# Best possible from Wii (audio & video)



## ndurantz (Aug 10, 2008)

Hi All,

Purchased a Wii a few months back and bought a component/RCA stereo output cable from monoprice. I currently have the component and RCA's running into the back of my Samsung, outputting to my Onkyo receiver via digital optical.

It occurred to me that I may get better audio quality if I use the Onkyo's RCA inputs. Not that the current set up sounds bad, just thinking of how to optimize. I guess what I am asking in where in that signal is the DAC taking place - in the Wii or in the TV? I think it is the Wii, but would like to have someone confirm that for me.

Thanks!


----------



## eugovector (Sep 4, 2006)

Running audio directly to the Onkyo would cut out a D/A conversion, but the resulting sound would likely be indistinguishable. I'd go with whatever is easiest to control which, if you are switching input on the TV, not the AVR, would be your current setup.


----------



## ndurantz (Aug 10, 2008)

eugovector said:


> Running audio directly to the Onkyo would cut out a D/A conversion, but the resulting sound would likely be indistinguishable. I'd go with whatever is easiest to control which, if you are switching input on the TV, not the AVR, would be your current setup.

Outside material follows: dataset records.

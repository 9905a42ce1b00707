use serde::{Deserialize, Serialize};

use crate::config::Config;

/// Generic outbound email request.
/// The idea is to keep this type free of provider-specific structure
/// and let the delivery client convert it at its own boundary.
#[derive(Clone, Debug, Serialize, Deserialize)]
pub struct Email {
    pub sender: String,
    pub recipients: Vec<String>,
    pub subject: String,
    pub body: String,
}

impl From<&Config> for Email {
    fn from(config: &Config) -> Self {
        Self {
            sender: config.sender_address.clone(),
            recipients: config.recipient_addresses.clone(),
            subject: config.subject.clone(),
            body: config.body.clone(),
        }
    }
}

#[cfg(test)]
mod tests {
    use super::*;

    #[test]
    fn test_from_config() {
        let config = Config::default();
        let email = Email::from(&config);

        assert_eq!(email.sender, config.sender_address);
        assert_eq!(email.recipients, config.recipient_addresses);
        assert_eq!(email.subject, config.subject);
        assert_eq!(email.body, config.body);
    }
}
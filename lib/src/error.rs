use super::mailer;

/// All possible Courier library errors
#[derive(Debug)]
pub enum Error {
    Event(String),
    Mailer(mailer::Error),
}

impl std::fmt::Display for Error {
    fn fmt(&self, f: &mut std::fmt::Formatter) -> std::fmt::Result {
        match *self {
            Error::Event(ref msg) => write!(f, "Event: {}", msg),
            Error::Mailer(ref e) => write!(f, "Mailer: {}", e),
        }
    }
}

impl std::error::Error for Error {}

impl From<mailer::Error> for Error {
    fn from(err: mailer::Error) -> Self {
        Error::Mailer(err)
    }
}

impl From<serde_json::Error> for Error {
    fn from(err: serde_json::Error) -> Self {
        Self::Event(err.to_string())
    }
}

Yep. I am switching with the TV, so it is most definitely the easiest. Just to make sure I understand, am I converting the signal twice (once at the TV and then again at the receiver)?


----------



## eugovector (Sep 4, 2006)

Yes, your TV is turning the signal into digital, and your AVR is going back to analog, but really, I cannot stress enough how little, if any, perceived audio quality difference there will be.

Also, let's consider the source. We're talking video games and streaming video. HQ audio isn't paramount here because it doesn't exist at the source.

Stick with what's easiest.


----------



## ndurantz (Aug 10, 2008)

eugovector said:


> Yes, your TV is turning the signal into digital, and your AVR is going back to analog, but really, I cannot stress enough how little, if any, perceived audio quality difference there will be.
> 
> Also, let's consider the source. We're talking video games and streaming video. HQ audio isn't paramount here because it doesn't exist at the source.
> 
> Stick with what's easiest.


Don't disagree with you at all on that. Just thought for Rock Band it might be worth switching it up if there would be an increase quality in the audio.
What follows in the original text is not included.